Dream Come True
Beautiful architecture and interiors have long been the hallmarks of Southwest Florida homes (and the inspiration for designers from all over the country). Each year Home & Condo's Dream Home introduces visitors to the new direction of luxury living, often offering a different twist to the already extraordinary.
Negative-edge pools, a novelty a few years ago, are commonplace now. But a negative-edge bathtub? Zero-corner sliding glass doors that disappear into the wall and open two sides of a room to the great outdoors. Sure, see it all the time. But in the bathroom? A beautiful garden viewed from an elevated, jetted tub in the master bath. Been there, done that. But a full-fledged, three-tiered rock waterfall accented with bromeliads and orchids and brought into the room by those pocketing glass doors?
Now that's absolutely dreamy-and all that and more can be found in the 2004 Dream Home at The Estates at TwinEagles in Naples. Built by McGarvey Custom Homes, with interiors by Barbara Ellis of Robb & Stucky, the annual Dream Home project is always a valuable resource and inspiration for new home design. And these new-to-the-market design and architectural features in the 2004 home are just the beginning.
Space-saving plasma TVs, now a mainstay in upscale Southwest Florida homes, are hidden behind two-way mirrors in the Dream Home's master bedroom and bathroom. A 450-gallon saltwater aquarium is mounted into the wall of the sunken wet bar, which serves family room and dining room. Even the color palette is a little different, its earthy tones accented with ice, glass and metallics in a theme of nature-dragonflies, geckos, koi and the Everglades photography of the late Oscar Thompson.
Partners say that more than 54,000 hours went into building and finishing the 10,000-plus-square-foot, $5.95 million home. And that doesn't include the six months Ellis and her assistant, Maryanne Hubbell, racked up creating hand-beaded glass floral arrangements throughout the home; the tricky prospect of hanging the master bath's delicate wallpaper with crushed glass rectangles; or making the hundred of yards of draperies and window treatments and imported glass finials.

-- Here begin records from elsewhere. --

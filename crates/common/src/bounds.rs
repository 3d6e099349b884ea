use glam::Vec3;
use serde::{Deserialize, Serialize};

/// Axis-aligned bounding box in world space.
///
/// All containment and overlap tests treat the faces as part of the box, so a
/// point sitting exactly on `max` is still inside.
#[derive(Debug, Clone, Copy, PartialEq, Serialize, Deserialize)]
pub struct Aabb {
    pub min: Vec3,
    pub max: Vec3,
}

impl Aabb {
    /// Build a box from two corners; the corners may be given in any order.
    pub fn new(a: Vec3, b: Vec3) -> Self {
        Self {
            min: a.min(b),
            max: a.max(b),
        }
    }

    pub fn from_center_half_extents(center: Vec3, half_extents: Vec3) -> Self {
        let half = half_extents.abs();
        Self {
            min: center - half,
            max: center + half,
        }
    }

    /// Cube of side `2 * half` centered on the origin.
    pub fn cube(half: f32) -> Self {
        Self::from_center_half_extents(Vec3::ZERO, Vec3::splat(half))
    }

    pub fn center(&self) -> Vec3 {
        (self.min + self.max) * 0.5
    }

    pub fn size(&self) -> Vec3 {
        self.max - self.min
    }

    pub fn contains_point(&self, p: Vec3) -> bool {
        p.cmpge(self.min).all() && p.cmple(self.max).all()
    }

    pub fn intersects(&self, other: &Aabb) -> bool {
        self.min.cmple(other.max).all() && self.max.cmpge(other.min).all()
    }

    /// Sphere overlap via the closest point of the box to the sphere center.
    pub fn intersects_sphere(&self, center: Vec3, radius: f32) -> bool {
        let closest = center.clamp(self.min, self.max);
        closest.distance_squared(center) <= radius * radius
    }

    /// Octant index of `p` relative to the box center.
    ///
    /// Bit 0 is set when `p.x >= center.x`, bit 1 for y, bit 2 for z. A point on
    /// a splitting plane therefore goes to the upper half on that axis, which
    /// matches the inclusive `min` of the upper child from [`Aabb::octant_bounds`].
    pub fn octant_of(&self, p: Vec3) -> usize {
        let c = self.center();
        let mut index = 0;
        if p.x >= c.x {
            index |= 1;
        }
        if p.y >= c.y {
            index |= 2;
        }
        if p.z >= c.z {
            index |= 4;
        }
        index
    }

    /// Bounds of child octant `index` (0..8) using the [`Aabb::octant_of`] bit layout.
    pub fn octant_bounds(&self, index: usize) -> Aabb {
        debug_assert!(index < 8, "octant index out of range: {index}");
        let c = self.center();
        let pick = |bit: usize, lo: f32, mid: f32, hi: f32| {
            if index & bit != 0 { (mid, hi) } else { (lo, mid) }
        };
        let (x0, x1) = pick(1, self.min.x, c.x, self.max.x);
        let (y0, y1) = pick(2, self.min.y, c.y, self.max.y);
        let (z0, z1) = pick(4, self.min.z, c.z, self.max.z);
        Aabb {
            min: Vec3::new(x0, y0, z0),
            max: Vec3::new(x1, y1, z1),
        }
    }
}
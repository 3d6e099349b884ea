//! Body Kernel: the authoritative table of simulated bodies.
//!
//! # Invariants
//! - Body handles are never reused within one registry.
//! - All mutations flow through explicit operations and are logged.
//! - Spatial indexes hold handles only; a despawned handle simply stops resolving.

pub mod registry;

pub use registry::{BodyEvent, BodyRegistry};
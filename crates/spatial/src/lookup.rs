use glam::Vec3;
use orrery_common::BodyId;
use orrery_kernel::BodyRegistry;
use std::collections::HashMap;

/// Resolves a body handle to the body's current position.
///
/// `None` means the body has expired: its owner removed it and the index
/// should drop the handle the next time it is touched.
pub trait BodyLookup {
    fn body_position(&self, id: BodyId) -> Option<Vec3>;

    /// Every live body with its current position.
    fn live_bodies(&self) -> Vec<(BodyId, Vec3)>;
}

impl BodyLookup for BodyRegistry {
    fn body_position(&self, id: BodyId) -> Option<Vec3> {
        self.position(id)
    }

    fn live_bodies(&self) -> Vec<(BodyId, Vec3)> {
        self.iter().collect()
    }
}

impl BodyLookup for HashMap<BodyId, Vec3> {
    fn body_position(&self, id: BodyId) -> Option<Vec3> {
        self.get(&id).copied()
    }

    fn live_bodies(&self) -> Vec<(BodyId, Vec3)> {
        self.iter().map(|(id, position)| (*id, *position)).collect()
    }
}
use serde::{Deserialize, Serialize};
use std::fmt;

/// Stable handle for a body owned by the simulation.
///
/// The spatial index only ever stores this id; resolving it to a live body is
/// the job of whoever owns the body table.
#[derive(Debug, Clone, Copy, PartialEq, Eq, Hash, PartialOrd, Ord, Serialize, Deserialize)]
pub struct BodyId(pub u64);

impl fmt::Display for BodyId {
    fn fmt(&self, f: &mut fmt::Formatter<'_>) -> fmt::Result {
        write!(f, "body#{}", self.0)
    }
}

/// Identifier handed out for every accepted tile load request.
///
/// Ids are monotonically increasing within one streamer and never reused.
#[derive(Debug, Clone, Copy, PartialEq, Eq, Hash, PartialOrd, Ord, Serialize, Deserialize)]
pub struct RequestId(pub u64);

impl RequestId {
    /// First id issued by a fresh streamer.
    pub const FIRST: RequestId = RequestId(1);

    /// The id following this one.
    pub fn next(self) -> RequestId {
        RequestId(self.0 + 1)
    }
}

impl fmt::Display for RequestId {
    fn fmt(&self, f: &mut fmt::Formatter<'_>) -> fmt::Result {
        write!(f, "req#{}", self.0)
    }
}
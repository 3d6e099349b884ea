use orrery_common::RequestId;
use parking_lot::{Condvar, Mutex};
use std::collections::BinaryHeap;
use std::time::Duration;

use crate::request::TileLoadRequest;

/// Multi-producer priority queue of jobs waiting for a worker.
///
/// Workers park on the condvar while the queue is empty; every push wakes one.
#[derive(Debug, Default)]
pub(crate) struct PendingQueue {
    heap: Mutex<BinaryHeap<TileLoadRequest>>,
    available: Condvar,
}

impl PendingQueue {
    pub fn new() -> Self {
        Self::default()
    }

    pub fn push(&self, request: TileLoadRequest) {
        self.heap.lock().push(request);
        self.available.notify_one();
    }

    /// Take the highest-priority job without waiting.
    pub fn pop(&self) -> Option<TileLoadRequest> {
        self.heap.lock().pop()
    }

    /// Take the highest-priority job, parking up to `timeout` if none is queued.
    pub fn pop_timeout(&self, timeout: Duration) -> Option<TileLoadRequest> {
        let mut heap = self.heap.lock();
        if heap.is_empty() {
            self.available.wait_for(&mut heap, timeout);
        }
        heap.pop()
    }

    /// Drop a queued job. False if a worker already took it (or it never existed).
    pub fn remove(&self, id: RequestId) -> bool {
        let mut heap = self.heap.lock();
        let before = heap.len();
        heap.retain(|r| r.id != id);
        heap.len() != before
    }

    pub fn len(&self) -> usize {
        self.heap.lock().len()
    }

    /// Remove every queued job, highest priority first.
    pub fn drain(&self) -> Vec<TileLoadRequest> {
        let heap = std::mem::take(&mut *self.heap.lock());
        heap.into_sorted_vec().into_iter().rev().collect()
    }

    pub fn wake_all(&self) {
        self.available.notify_all();
    }
}
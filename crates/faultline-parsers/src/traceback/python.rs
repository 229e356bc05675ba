//! Python tracebacks already list frames oldest-caller-first ("most recent
//! call last"), so no reordering is needed here -- only extraction.

use std::sync::OnceLock;

use faultline_core::types::Frame;
use regex::Regex;

fn frame_re() -> &'static Regex {
    static RE: OnceLock<Regex> = OnceLock::new();
    RE.get_or_init(|| Regex::new(r#"(?m)^\s*File "(?P<file>[^"]+)", line (?P<line>\d+), in (?P<symbol>.+?)\s*$"#).unwrap())
}

fn error_line_re() -> &'static Regex {
    static RE: OnceLock<Regex> = OnceLock::new();
    RE.get_or_init(|| Regex::new(r"(?m)^([\w.]*(?:Error|Exception|Warning)\w*): (.*)$").unwrap())
}

pub fn parse(log: &str) -> (Vec<Frame>, Option<String>) {
    let lines: Vec<&str> = log.lines().collect();
    let mut frames = Vec::new();

    for caps in frame_re().captures_iter(log) {
        let file = caps["file"].to_string();
        let line: u32 = caps["line"].parse().unwrap_or(0);
        let symbol = caps["symbol"].trim().to_string();
        let external = is_stdlib_or_site_packages(&file);
        frames.push(Frame {
            file,
            line,
            column: None,
            symbol: Some(symbol),
            raw_text: caps.get(0).unwrap().as_str().trim().to_string(),
            external,
        });
    }

    let error_message = error_line_re()
        .captures(log)
        .map(|c| format!("{}: {}", &c[1], c[2].trim()))
        .or_else(|| lines.last().map(|l| l.trim().to_string()).filter(|l| !l.is_empty()));

    (frames, error_message)
}

fn is_stdlib_or_site_packages(file: &str) -> bool {
    file.contains("site-packages") || file.contains("/lib/python") || file.starts_with("<")
}
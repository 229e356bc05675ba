//! Semantic entities shared across the investigation and patching pipeline.
//!
//! These are language-neutral records, not a record of any one parser's
//! internal representation. All entities are derived from a single
//! `(log, project_root)` pair and discarded after one analysis; nothing here
//! is meant to survive across requests.

use std::path::PathBuf;

use serde::{Deserialize, Serialize};

/// A language family recognized by the traceback parser and parser registry.
#[derive(Debug, Clone, Copy, PartialEq, Eq, Hash, Serialize, Deserialize)]
#[serde(rename_all = "lowercase")]
pub enum Language {
    Python,
    Javascript,
    Typescript,
    Go,
    Rust,
    Java,
    Unknown,
}

impl Language {
    pub fn as_str(&self) -> &'static str {
        match self {
            Language::Python => "python",
            Language::Javascript => "javascript",
            Language::Typescript => "typescript",
            Language::Go => "go",
            Language::Rust => "rust",
            Language::Java => "java",
            Language::Unknown => "unknown",
        }
    }

    pub fn from_str_loose(s: &str) -> Option<Language> {
        match s.to_ascii_lowercase().as_str() {
            "python" | "py" => Some(Language::Python),
            "javascript" | "js" => Some(Language::Javascript),
            "typescript" | "ts" => Some(Language::Typescript),
            "go" | "golang" => Some(Language::Go),
            "rust" | "rs" => Some(Language::Rust),
            "java" => Some(Language::Java),
            _ => None,
        }
    }
}

impl std::fmt::Display for Language {
    fn fmt(&self, f: &mut std::fmt::Formatter<'_>) -> std::fmt::Result {
        f.write_str(self.as_str())
    }
}

/// One normalized traceback entry. Frames are ordered oldest-caller-first
/// regardless of the source language's native ordering convention:
/// `frame[0]` is the outermost caller, `frame[-1]` is the crash site.
#[derive(Debug, Clone, PartialEq, Serialize, Deserialize)]
pub struct Frame {
    pub file: String,
    pub line: u32,
    pub column: Option<u32>,
    pub symbol: Option<String>,
    pub raw_text: String,
    /// True for frames that resolve outside the project root (stdlib,
    /// node_modules, site-packages) -- excluded from extraction but kept
    /// for the rendered prompt.
    pub external: bool,
}

/// The syntactic kind of an extracted [`Symbol`].
#[derive(Debug, Clone, Copy, PartialEq, Eq, Serialize, Deserialize)]
#[serde(rename_all = "snake_case")]
pub enum SymbolKind {
    Function,
    Method,
    Class,
    Struct,
    Interface,
    Impl,
    Enum,
    Constructor,
    Other,
}

/// A syntactic unit extracted from a source file: the enclosing
/// function/class/etc. around a traceback line. Symbols never overlap
/// except by containment (a method nested in a class).
#[derive(Debug, Clone, PartialEq, Serialize, Deserialize)]
pub struct Symbol {
    pub kind: SymbolKind,
    pub name: String,
    pub file_path: String,
    /// 1-based, inclusive.
    pub start_line: u32,
    /// 1-based, inclusive.
    pub end_line: u32,
    pub source_text: String,
}

/// Resolution confidence for an [`Import`] edge.
#[derive(Debug, Clone, Copy, PartialEq, Eq, Serialize, Deserialize)]
#[serde(rename_all = "snake_case")]
pub enum Confidence {
    /// Exactly one candidate file existed.
    Certain,
    /// One of several plausible candidates was chosen.
    Heuristic,
    /// No project-local candidate could be found.
    Unresolved,
}

/// A resolved import edge: a source file's textual import statement mapped
/// to a concrete on-disk target, or `None` when unresolved.
#[derive(Debug, Clone, PartialEq, Serialize, Deserialize)]
pub struct Import {
    pub source_file: String,
    pub import_text: String,
    pub resolved_target: Option<String>,
    pub confidence: Confidence,
}

/// A frame paired with its enclosing symbol (if extraction succeeded) and
/// the file's resolved imports.
#[derive(Debug, Clone, Serialize, Deserialize)]
pub struct CallChainEntry {
    pub frame: Frame,
    pub symbol: Option<Symbol>,
    pub imports: Vec<Import>,
}

/// Coarse project classification used when no traceback frames are
/// available.
#[derive(Debug, Clone, Copy, PartialEq, Eq, Serialize, Deserialize)]
#[serde(rename_all = "lowercase")]
pub enum ProjectType {
    Python,
    Node,
    Go,
    Rust,
    Java,
    Unknown,
}

impl ProjectType {
    pub fn as_str(&self) -> &'static str {
        match self {
            ProjectType::Python => "python",
            ProjectType::Node => "node",
            ProjectType::Go => "go",
            ProjectType::Rust => "rust",
            ProjectType::Java => "java",
            ProjectType::Unknown => "unknown",
        }
    }
}

/// The result of scanning a project root when no usable traceback frames
/// were supplied.
#[derive(Debug, Clone, Serialize, Deserialize)]
pub struct ProjectDescriptor {
    pub root: PathBuf,
    pub project_type: ProjectType,
    pub frameworks: Vec<String>,
    pub entry_points: Vec<PathBuf>,
    pub source_files: Vec<PathBuf>,
}

/// A candidate file surfaced by the error analyzer, scored by keyword
/// overlap with the error message.
#[derive(Debug, Clone, Serialize, Deserialize)]
pub struct CandidateFile {
    pub path: PathBuf,
    pub score: f64,
    pub matched_keywords: Vec<String>,
}

/// Coarse classification of an error message, used to focus candidate
/// file scoring.
#[derive(Debug, Clone, Copy, PartialEq, Eq, Serialize, Deserialize)]
#[serde(rename_all = "snake_case")]
pub enum ErrorCategory {
    Http,
    Database,
    Import,
    Runtime,
    Type,
    Other,
}

/// The LLM-produced fix, one per file plus zero or more additional fixes.
/// Additional fixes are not recursive in practice; nesting depth is one.
#[derive(Debug, Clone, Serialize, Deserialize)]
pub struct FixProposal {
    pub filepath: Option<String>,
    pub full_code_block: String,
    pub explanation: String,
    #[serde(default)]
    pub root_cause_file: Option<String>,
    #[serde(default)]
    pub root_cause_explanation: Option<String>,
    #[serde(default)]
    pub additional_fixes: Vec<FixProposal>,
}

/// Where a file read during investigation came from -- part of the audit
/// trail attached to a [`PatchSet`].
#[derive(Debug, Clone, Copy, PartialEq, Eq, Serialize, Deserialize)]
#[serde(rename_all = "snake_case")]
pub enum ReadSource {
    Traceback,
    Import,
    Scan,
    Manual,
}

/// A single file's unified diff, computed against the live filesystem.
#[derive(Debug, Clone, Serialize, Deserialize)]
pub struct FileDiff {
    pub filepath: String,
    pub diff_text: String,
}

/// The normalized [`FixProposal`] plus a computed unified diff per file and
/// an audit list of files read during investigation.
#[derive(Debug, Clone, Serialize, Deserialize)]
pub struct PatchSet {
    pub proposal: FixProposal,
    pub diffs: Vec<FileDiff>,
    pub files_read: Vec<(String, ReadSource)>,
}

/// Outcome of applying one file from a [`PatchSet`].
#[derive(Debug, Clone, Serialize, Deserialize)]
pub struct AppliedFile {
    pub filepath: String,
    pub backed_up: bool,
}

/// Result of a batch patch application: diffs are computed first for all
/// files, then applied in input order. Failures do not roll back files
/// already written.
#[derive(Debug, Clone, Serialize, Deserialize)]
pub struct ApplyResult {
    pub applied: Vec<AppliedFile>,
    pub failed: Vec<(String, String)>,
}
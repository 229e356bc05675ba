use std::fs;

use faultline_core::types::Language;
use faultline_investigate::investigate;
use tempfile::tempdir;

const LOG: &str = r#"File "main.py", line 10, in <module>
  run()
File "main.py", line 6, in run
  result = process_data(data)
File "utils.py", line 5, in process_data
  total += item.value
AttributeError: 'int' object has no attribute 'value'
"#;

const MAIN_PY: &str = r#"from utils import process_data

data = [1, 2, 3]

def run():
    result = process_data(data)
    return result

run()
"#;

const UTILS_PY: &str = r#"def process_data(items):
    total = 0
    for item in items:
        total += item.value
    return total
"#;

#[test]
fn cross_file_python_chain_finds_caller_and_upstream_import() {
    let dir = tempdir().unwrap();
    fs::write(dir.path().join("main.py"), MAIN_PY).unwrap();
    fs::write(dir.path().join("utils.py"), UTILS_PY).unwrap();

    let parsed = faultline_parsers::traceback::parse(LOG, None);
    assert_eq!(parsed.language, Language::Python);
    assert_eq!(parsed.frames.len(), 3);
    // oldest-caller-first: <module> first, crash site (utils.py) last.
    assert_eq!(parsed.frames[2].file, "utils.py");
    assert_eq!(parsed.frames[2].line, 5);
    assert_eq!(parsed.frames[1].symbol.as_deref(), Some("run"));

    let context = investigate(
        dir.path(),
        &parsed.frames,
        parsed.language,
        parsed.error_message.as_deref(),
        &faultline_core::config::SizeCaps::default(),
    );

    assert_eq!(context.call_chain.len(), 3);
    let crash_entry = &context.call_chain[2];
    assert_eq!(crash_entry.frame.file, "utils.py");
    assert!(crash_entry.symbol.as_ref().is_some_and(|s| s.name == "process_data"));

    // main.py imports utils.py -- it should surface as upstream context of
    // the crash site so the model sees both the call site and the import edge.
    assert!(context.upstream.iter().any(|u| u.path.ends_with("main.py")));
}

The house literally became a canvas with faux finish, an upholstered basket-weave wall, marble, stone, wood and bamboo applied to ceiling, walls and floors. Wood-framed, hammered copper panels in the media room/safe room took three weeks to create. Guestrooms aren't afterthoughts, but well-conceived retreats, including a three-room Asian-inspired guesthouse, the kiwi-colored cabana and the koi-themed day room.
The Dream Home partners-representatives of Home & Condo's publishers Gulfshore Media, McGarvey, Robb & Stucky, The Bonita Bay Group, residential designer R.G. Designs and Architectural Land Design-have come to expect the jaw-dropping reaction that overtakes visitors to the home. They've affectionately called it the "wow factor," a phenomenon that intensifies throughout the house. "It's fun to watch people walk into the master bathroom," says Dan Gerner, McGarvey's executive vice president. "Their eyes get wide and their mouths just open. Then I know we did what we were trying to do."
Many of the home's features, like the master bathroom with its negative-edge tub, pocketing sliding glass doors and three-tiered fountain, are obvious wows. But the reaction sets in where visitors might least expect: opening one of the beautiful custom wood closet doors in one of the master bedroom's walk-in closets to see a stackable washer and dryer and a Personal Valet laundry cleaning kit, for example. Visitors even gasp at the laundry room, with its water views, desk and one of the home's 11 TVs.
Beautifully furnished outdoor areas with furniture and accessories that look as if they belong inside help blur the boundaries between indoor and outdoor spaces. Glass enhances the effect in the Dream Home-a window bed wall in the master bath overlooking a butterfly garden and fountain and two sets of 90-degree doors that open three sides of the family room to outdoor space. Deciding if you're inside or out means looking up to see if there's a roof overhead. Sleeping and bathing seem to occur outside. "We want people to walk in here and wonder, 'Is it inside or is it outside?'" says Gerner.
Outdoor spaces surround the four-bedroom, six-bath home with water, enhanced by a large lake to the side and back. Besides the two water features displayed in the bathroom and the pool and collecting pond viewed from the living room, the home has a koi pond and meditation garden and a special place that combines fire and water-a bench with a waterfall and fire pit.
INFORMATION
The Dream Home is located in The Estates at TwinEagles on Immokalee Road, seven miles east of I-75 in north Naples. The 2004 Dream Home is open Feb. 21 to April 4, 2004, Tuesday through Sundays, from 10 a.m. to 5 p.m.
Visitors can save $2 off the regular $15 admission price by purchasing advance tickets at the Naples Philharmonic storefront in Coastland Center.